A little while after Sarah welcomed her new chair into her home I received a note – it left me at a bit of a loss for words (doesn’t happen often), but with a smile a mile wide.
“I had been waiting for the chance to take photos on a sunny day, then I realised I didn’t need to because the chair looks beautiful in all light conditions! Not only are the proportions elegant and graceful, it is so well crafted. You can see how every line and curve and every joint were carefully considered. I have been moving the chair around my house since it arrived, looking at the details and seeing how it fits in different contexts. It looks equally at home on the brick floor, beside my plants or against a plain white wall. There is an empty space that I’ve always had in mind for a chair like this and when I placed the chair in that space, it looked like it had always belonged there!

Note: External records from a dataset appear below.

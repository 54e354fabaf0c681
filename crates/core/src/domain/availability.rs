use chrono::NaiveDate;
use serde::{Deserialize, Deserializer, Serialize};
use serde_json::{Map, Value};
use std::collections::BTreeMap;

use crate::domain::wire;

/// One fare's availability result for one day, as returned by `checkAvailability`.
///
/// The remote API emits PascalCase keys; camelCase is accepted as well. Either of
/// `num_available` / `error` may be missing, and malformed input can carry both.
#[derive(Debug, Clone, Default, PartialEq, Eq, Serialize, Deserialize)]
pub struct FareAvailabilityResponse {
    #[serde(
        rename = "ProductPricesDetailsId",
        alias = "productPricesDetailsId",
        default,
        deserialize_with = "wire::id_string"
    )]
    pub product_prices_details_id: String,

    #[serde(
        rename = "NumAvailable",
        alias = "numAvailable",
        default,
        deserialize_with = "wire::lenient_i64",
        skip_serializing_if = "Option::is_none"
    )]
    pub num_available: Option<i64>,

    #[serde(
        rename = "Error",
        alias = "error",
        default,
        deserialize_with = "wire::lenient_string",
        skip_serializing_if = "Option::is_none"
    )]
    pub error: Option<String>,

    #[serde(
        rename = "FareName",
        alias = "fareName",
        default,
        deserialize_with = "wire::lenient_string",
        skip_serializing_if = "Option::is_none"
    )]
    pub fare_name: Option<String>,

    #[serde(
        rename = "ProductName",
        alias = "productName",
        default,
        deserialize_with = "wire::lenient_string",
        skip_serializing_if = "Option::is_none"
    )]
    pub product_name: Option<String>,
}

impl FareAvailabilityResponse {
    /// Error text exactly as sent, `None` when absent or blank.
    pub fn raw_error(&self) -> Option<&str> {
        self.error.as_deref().filter(|s| !s.trim().is_empty())
    }

    /// Trimmed error text, `None` when absent or blank.
    pub fn error_text(&self) -> Option<&str> {
        self.error
            .as_deref()
            .map(str::trim)
            .filter(|s| !s.is_empty())
    }
}

/// Wire keys and their camelCase aliases. When both spellings are present the
/// PascalCase one wins.
const FIELD_ALIASES: [(&str, &str); 5] = [
    ("ProductPricesDetailsId", "productPricesDetailsId"),
    ("NumAvailable", "numAvailable"),
    ("Error", "error"),
    ("FareName", "fareName"),
    ("ProductName", "productName"),
];

/// Per-day availability for one product, keyed by `YYYY-MM-DD`.
///
/// Decoding is lenient per day: a day that is not a list is treated as missing and
/// records that are not objects are dropped, so one bad entry never costs the month.
#[derive(Debug, Clone, Default, PartialEq, Eq, Serialize)]
#[serde(transparent)]
pub struct AvailabilityMap(pub BTreeMap<String, Vec<FareAvailabilityResponse>>);

impl<'de> Deserialize<'de> for AvailabilityMap {
    fn deserialize<D>(deserializer: D) -> Result<Self, D::Error>
    where
        D: Deserializer<'de>,
    {
        let raw = BTreeMap::<String, Value>::deserialize(deserializer)?;
        let days = raw
            .into_iter()
            .filter_map(|(day, v)| day_records(v).map(|records| (day, records)))
            .collect();
        Ok(Self(days))
    }
}

fn day_records(v: Value) -> Option<Vec<FareAvailabilityResponse>> {
    let Value::Array(items) = v else {
        return None;
    };
    Some(
        items
            .into_iter()
            .filter_map(|item| match item {
                Value::Object(obj) => record(obj),
                _ => None,
            })
            .collect(),
    )
}

fn record(mut obj: Map<String, Value>) -> Option<FareAvailabilityResponse> {
    for (pascal, camel) in FIELD_ALIASES {
        if obj.contains_key(pascal) {
            obj.remove(camel);
        }
    }
    serde_json::from_value(Value::Object(obj)).ok()
}

impl AvailabilityMap {
    pub fn empty() -> Self {
        Self::default()
    }

    /// Responses for `date`; `None` means the API returned nothing for that day.
    pub fn day(&self, date: NaiveDate) -> Option<&[FareAvailabilityResponse]> {
        self.0.get(&date_key(date)).map(Vec::as_slice)
    }

    pub fn is_empty(&self) -> bool {
        self.0.is_empty()
    }

    pub fn len(&self) -> usize {
        self.0.len()
    }
}

pub fn date_key(date: NaiveDate) -> String {
    date.format("%Y-%m-%d").to_string()
}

The colour of the wood and the textures in the grain have a soft gleam and the curved arms are lovely to touch. When I sit in the chair I feel contemplative. I think about the trees that each part was carved from, I think about the roots of those trees in the Earth and I feel grounded. I also think about an architect I admire called Peter Zumthor who said:
Details, when they are successful, are not mere decoration. They do not distract or entertain. They lead to an understanding of the whole of which they are an inherent part.
Quite fitting, I think.”
So, Sarah, thank you, so much – a week later and I am still at a loss for words, and the smile is still a mile wide.